*Recorded information*:
--------------------------------

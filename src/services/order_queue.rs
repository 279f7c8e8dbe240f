//! Dense 1..N ordering of active orders.
//!
//! Planning is done by the pure functions at the top of this module; the
//! service applies a plan inside one transaction so the terminal update and
//! the renumber of the remaining orders land together.

use chrono::{DateTime, Utc};
use sea_orm::{
    prelude::Expr, ActiveModelTrait, ColumnTrait, ConnectionTrait, DatabaseConnection,
    EntityTrait, PaginatorTrait, QueryFilter, QueryOrder, QuerySelect, Select, Set,
    TransactionTrait,
};
use serde::{Deserialize, Serialize};
use serde_json::Value;
use std::collections::{HashMap, HashSet};
use std::sync::Arc;
use tracing::{info, instrument, warn};

use crate::auth::AuthUser;
use crate::db::settle;
use crate::entities::{customer, order, service, OrderStatus};
use crate::errors::ServiceError;
use crate::services::audit;

/// Position for an order appended behind `current_max`.
pub fn next_position(current_max: Option<i32>) -> i32 {
    current_max.map_or(1, |max| max + 1)
}

/// `(order_id, position)` pairs numbering `ordered` from 1.
pub fn renumber(ordered: &[i32]) -> Vec<(i32, i32)> {
    ordered
        .iter()
        .zip(1..)
        .map(|(order_id, position)| (*order_id, position))
        .collect()
}

/// Move the submitted ids, in submitted order, to the slot where page `page`
/// starts. Every other active order keeps its relative position.
pub fn splice_page(
    active: &[i32],
    submitted: &[i32],
    page: u64,
    per_page: u64,
) -> Result<Vec<i32>, ServiceError> {
    let mut seen = HashSet::with_capacity(submitted.len());
    for order_id in submitted {
        if !seen.insert(*order_id) {
            return Err(ServiceError::InvalidInput(format!(
                "Order {} was submitted more than once.",
                order_id
            )));
        }
        if !active.contains(order_id) {
            return Err(ServiceError::InvalidInput(format!(
                "Order {} is not in the active queue.",
                order_id
            )));
        }
    }

    let mut ordered: Vec<i32> = active
        .iter()
        .copied()
        .filter(|order_id| !seen.contains(order_id))
        .collect();
    let offset = page.saturating_sub(1).saturating_mul(per_page);
    let offset = usize::try_from(offset).unwrap_or(usize::MAX).min(ordered.len());
    ordered.splice(offset..offset, submitted.iter().copied());
    Ok(ordered)
}

/// 1-based page for a raw `?page=` value. Garbage means the first page,
/// out-of-range numbers the last one.
pub fn resolve_page(raw: Option<&str>, total_pages: u64) -> u64 {
    let last = total_pages.max(1);
    match raw.map(str::trim).filter(|s| !s.is_empty()) {
        None => 1,
        Some(s) => match s.parse::<i64>() {
            Err(_) => 1,
            Ok(n) if n < 1 => last,
            Ok(n) => u64::try_from(n).map_or(last, |n| n.min(last)),
        },
    }
}

/// One order as shown in a queue listing.
#[derive(Debug, Clone, PartialEq, Serialize, Deserialize)]
pub struct QueueRow {
    pub order_id: i32,
    pub order_queue: Option<i32>,
    pub customer_id: i32,
    pub customer_name: String,
    pub service_id: i32,
    pub service_name: String,
    pub status: OrderStatus,
    pub deadline: DateTime<Utc>,
    pub job_specifications: Option<Value>,
    pub created_at: DateTime<Utc>,
    pub completed_or_cancelled: Option<DateTime<Utc>>,
}

#[derive(Debug, Clone, PartialEq, Serialize, Deserialize)]
pub struct QueuePage {
    pub page: u64,
    pub per_page: u64,
    pub total: u64,
    pub total_pages: u64,
    pub orders: Vec<QueueRow>,
}

fn active_orders() -> Select<order::Entity> {
    order::Entity::find()
        .filter(order::Column::Status.is_in(OrderStatus::ACTIVE))
        .order_by_asc(order::Column::OrderQueue)
        .order_by_asc(order::Column::OrderId)
}

/// Highest queue position among active orders plus one.
pub async fn enqueue_position<C: ConnectionTrait>(db: &C) -> Result<i32, ServiceError> {
    let current_max = order::Entity::find()
        .select_only()
        .column_as(order::Column::OrderQueue.max(), "max_queue")
        .filter(order::Column::Status.is_in(OrderStatus::ACTIVE))
        .into_tuple::<Option<i32>>()
        .one(db)
        .await?
        .flatten();
    Ok(next_position(current_max))
}

async fn write_positions<C: ConnectionTrait>(
    db: &C,
    current: &HashMap<i32, Option<i32>>,
    ordered: &[i32],
) -> Result<(), ServiceError> {
    for (order_id, position) in renumber(ordered) {
        if current.get(&order_id).copied().flatten() == Some(position) {
            continue;
        }
        order::Entity::update_many()
            .col_expr(order::Column::OrderQueue, Expr::value(position))
            .filter(order::Column::OrderId.eq(order_id))
            .exec(db)
            .await?;
    }
    Ok(())
}

async fn active_snapshot<C: ConnectionTrait>(
    db: &C,
) -> Result<(Vec<i32>, HashMap<i32, Option<i32>>), ServiceError> {
    let rows = active_orders()
        .select_only()
        .column(order::Column::OrderId)
        .column(order::Column::OrderQueue)
        .into_tuple::<(i32, Option<i32>)>()
        .all(db)
        .await?;
    let ordered = rows.iter().map(|(order_id, _)| *order_id).collect();
    Ok((ordered, rows.into_iter().collect()))
}

/// Close the gaps left by a terminal transition.
pub async fn renumber_active<C: ConnectionTrait>(db: &C) -> Result<(), ServiceError> {
    let (ordered, current) = active_snapshot(db).await?;
    write_positions(db, &current, &ordered).await
}

/// Move a pending order to IN PROGRESS. Its position is kept.
pub async fn mark_in_progress<C: ConnectionTrait>(
    db: &C,
    order_id: i32,
) -> Result<(), ServiceError> {
    order::Entity::update_many()
        .col_expr(order::Column::Status, Expr::value(OrderStatus::InProgress))
        .filter(order::Column::OrderId.eq(order_id))
        .filter(order::Column::Status.eq(OrderStatus::Pending))
        .exec(db)
        .await?;
    Ok(())
}

/// Attach customer and service names to a batch of orders.
pub async fn queue_rows<C: ConnectionTrait>(
    db: &C,
    orders: Vec<order::Model>,
) -> Result<Vec<QueueRow>, ServiceError> {
    let customer_ids: HashSet<i32> = orders.iter().map(|o| o.customer_id).collect();
    let service_ids: HashSet<i32> = orders.iter().map(|o| o.service_id).collect();

    let customers: HashMap<i32, String> = customer::Entity::find()
        .filter(customer::Column::CustomerId.is_in(customer_ids))
        .all(db)
        .await?
        .into_iter()
        .map(|c| (c.customer_id, c.name))
        .collect();
    let services: HashMap<i32, String> = service::Entity::find()
        .filter(service::Column::ServiceId.is_in(service_ids))
        .all(db)
        .await?
        .into_iter()
        .map(|s| (s.service_id, s.name))
        .collect();

    Ok(orders
        .into_iter()
        .map(|o| QueueRow {
            order_id: o.order_id,
            order_queue: o.order_queue,
            customer_id: o.customer_id,
            customer_name: customers.get(&o.customer_id).cloned().unwrap_or_default(),
            service_id: o.service_id,
            service_name: services.get(&o.service_id).cloned().unwrap_or_default(),
            status: o.status,
            deadline: o.deadline,
            job_specifications: o.job_specifications,
            created_at: o.created_at,
            completed_or_cancelled: o.completed_or_cancelled,
        })
        .collect())
}

#[derive(Clone)]
pub struct OrderQueueService {
    db: Arc<DatabaseConnection>,
    page_size: u64,
}

impl OrderQueueService {
    pub fn new(db: Arc<DatabaseConnection>, page_size: u64) -> Self {
        Self {
            db,
            page_size: page_size.max(1),
        }
    }

    pub fn page_size(&self) -> u64 {
        self.page_size
    }

    /// Cancel any order that is not already cancelled and renumber the rest.
    /// Superusers only.
    #[instrument(skip(self, actor), fields(user = %actor.username))]
    pub async fn cancel(
        &self,
        order_id: i32,
        actor: &AuthUser,
    ) -> Result<order::Model, ServiceError> {
        actor.require_superuser("You are not authorized to cancel this order.")?;
        self.terminate(order_id, OrderStatus::Cancelled, actor).await
    }

    /// Complete an active order and renumber the rest. Superusers only.
    #[instrument(skip(self, actor), fields(user = %actor.username))]
    pub async fn complete(
        &self,
        order_id: i32,
        actor: &AuthUser,
    ) -> Result<order::Model, ServiceError> {
        actor.require_superuser("You are not authorized to complete this order.")?;
        self.terminate(order_id, OrderStatus::Completed, actor).await
    }

    async fn terminate(
        &self,
        order_id: i32,
        target: OrderStatus,
        actor: &AuthUser,
    ) -> Result<order::Model, ServiceError> {
        let txn = self.db.begin().await?;
        let result: Result<order::Model, ServiceError> = async {
            let found = order::Entity::find_by_id(order_id)
                .one(&txn)
                .await?
                .ok_or_else(|| ServiceError::NotFound("Order not found.".to_string()))?;

            match (found.status, target) {
                (OrderStatus::Cancelled, OrderStatus::Cancelled) => {
                    return Err(ServiceError::Conflict(
                        "This order has already been cancelled.".to_string(),
                    ))
                }
                (OrderStatus::Completed, OrderStatus::Completed) => {
                    return Err(ServiceError::Conflict(
                        "This order has already been completed.".to_string(),
                    ))
                }
                // A completed job can still be voided.
                (OrderStatus::Completed, OrderStatus::Cancelled) => {}
                (status, _) if !status.is_active() => {
                    return Err(ServiceError::Conflict(format!(
                        "A {} order cannot change state.",
                        status.to_string().to_lowercase()
                    )))
                }
                _ => {}
            }

            let mut active: order::ActiveModel = found.into();
            active.status = Set(target);
            active.order_queue = Set(None);
            active.completed_or_cancelled = Set(Some(Utc::now()));
            let updated = active.update(&txn).await?;

            renumber_active(&txn).await?;
            audit::record(
                &txn,
                Some(actor.user_id),
                format!(
                    "Order #{} marked {} by {}",
                    order_id,
                    target.to_string().to_lowercase(),
                    actor.username
                ),
            )
            .await?;
            Ok(updated)
        }
        .await;

        let updated = settle(txn, result).await?;
        info!(order_id, status = %updated.status, "Order left the queue");
        Ok(updated)
    }

    /// Re-slot the orders shown on page `page` in the submitted order and
    /// renumber the whole queue. Superusers only.
    #[instrument(
        skip(self, actor, submitted),
        fields(user = %actor.username, count = submitted.len())
    )]
    pub async fn reorder_page(
        &self,
        submitted: &[i32],
        page: Option<i64>,
        actor: &AuthUser,
    ) -> Result<(), ServiceError> {
        actor.require_superuser("You are not authorized to reorder the queue.")?;
        let page = page.and_then(|p| u64::try_from(p).ok()).filter(|p| *p >= 1).unwrap_or(1);

        let txn = self.db.begin().await?;
        let result: Result<(), ServiceError> = async {
            let (active, current) = active_snapshot(&txn).await?;
            let ordered = splice_page(&active, submitted, page, self.page_size).map_err(|e| {
                warn!(error = %e, "Rejected queue reorder");
                e
            })?;
            write_positions(&txn, &current, &ordered).await?;
            audit::record(
                &txn,
                Some(actor.user_id),
                format!("Order queue page {} reordered by {}", page, actor.username),
            )
            .await
        }
        .await;
        settle(txn, result).await
    }

    /// Active orders by queue position.
    pub async fn queue_page(&self, raw_page: Option<&str>) -> Result<QueuePage, ServiceError> {
        self.paginate(active_orders(), raw_page).await
    }

    /// Completed and cancelled orders, most recent first.
    pub async fn terminal_page(&self, raw_page: Option<&str>) -> Result<QueuePage, ServiceError> {
        let select = order::Entity::find()
            .filter(order::Column::Status.is_in(OrderStatus::TERMINAL))
            .order_by_desc(order::Column::CompletedOrCancelled)
            .order_by_desc(order::Column::OrderId);
        self.paginate(select, raw_page).await
    }

    async fn paginate(
        &self,
        select: Select<order::Entity>,
        raw_page: Option<&str>,
    ) -> Result<QueuePage, ServiceError> {
        let db = &*self.db;
        let paginator = select.paginate(db, self.page_size);
        let counts = paginator.num_items_and_pages().await?;
        let page = resolve_page(raw_page, counts.number_of_pages);
        let orders = paginator.fetch_page(page - 1).await?;

        Ok(QueuePage {
            page,
            per_page: self.page_size,
            total: counts.number_of_items,
            total_pages: counts.number_of_pages.max(1),
            orders: queue_rows(db, orders).await?,
        })
    }
}

#[cfg(test)]
mod tests {
    use super::*;
    use assert_matches::assert_matches;

    #[test]
    fn appended_orders_go_to_the_back() {
        assert_eq!(next_position(None), 1);
        assert_eq!(next_position(Some(7)), 8);
    }

    #[test]
    fn renumber_is_dense_from_one() {
        assert_eq!(renumber(&[9, 3, 5]), vec![(9, 1), (3, 2), (5, 3)]);
        assert!(renumber(&[]).is_empty());
    }

    #[test]
    fn exact_page_resubmission_matches_page_relative_numbering() {
        let active: Vec<i32> = (1..=25).collect();
        let page_two: Vec<i32> = (11..=20).rev().collect();
        let ordered = splice_page(&active, &page_two, 2, 10).unwrap();

        assert_eq!(&ordered[..10], &active[..10]);
        assert_eq!(&ordered[10..20], page_two.as_slice());
        assert_eq!(&ordered[20..], &active[20..]);
    }

    #[test]
    fn partial_submission_lands_at_page_start() {
        let ordered = splice_page(&[1, 2, 3, 4, 5], &[5, 4], 1, 10).unwrap();
        assert_eq!(ordered, vec![5, 4, 1, 2, 3]);
    }

    #[test]
    fn page_beyond_the_end_appends() {
        let ordered = splice_page(&[1, 2, 3], &[1], 4, 10).unwrap();
        assert_eq!(ordered, vec![2, 3, 1]);
    }

    #[test]
    fn unknown_and_duplicate_ids_are_rejected() {
        assert_matches!(
            splice_page(&[1, 2, 3], &[4], 1, 10),
            Err(ServiceError::InvalidInput(_))
        );
        assert_matches!(
            splice_page(&[1, 2, 3], &[2, 2], 1, 10),
            Err(ServiceError::InvalidInput(_))
        );
    }

    #[test]
    fn page_resolution_clamps() {
        assert_eq!(resolve_page(None, 3), 1);
        assert_eq!(resolve_page(Some("abc"), 3), 1);
        assert_eq!(resolve_page(Some("2"), 3), 2);
        assert_eq!(resolve_page(Some("9"), 3), 3);
        assert_eq!(resolve_page(Some("0"), 3), 3);
        assert_eq!(resolve_page(Some("1"), 0), 1);
    }
}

--------------------------------

*Description of the task*: If a line in the data above holds the string "DateTime", report that line.

*Response area*:
use chrono::{DateTime, Utc};
    pub deadline: DateTime<Utc>,
    pub created_at: DateTime<Utc>,
    pub completed_or_cancelled: Option<DateTime<Utc>>,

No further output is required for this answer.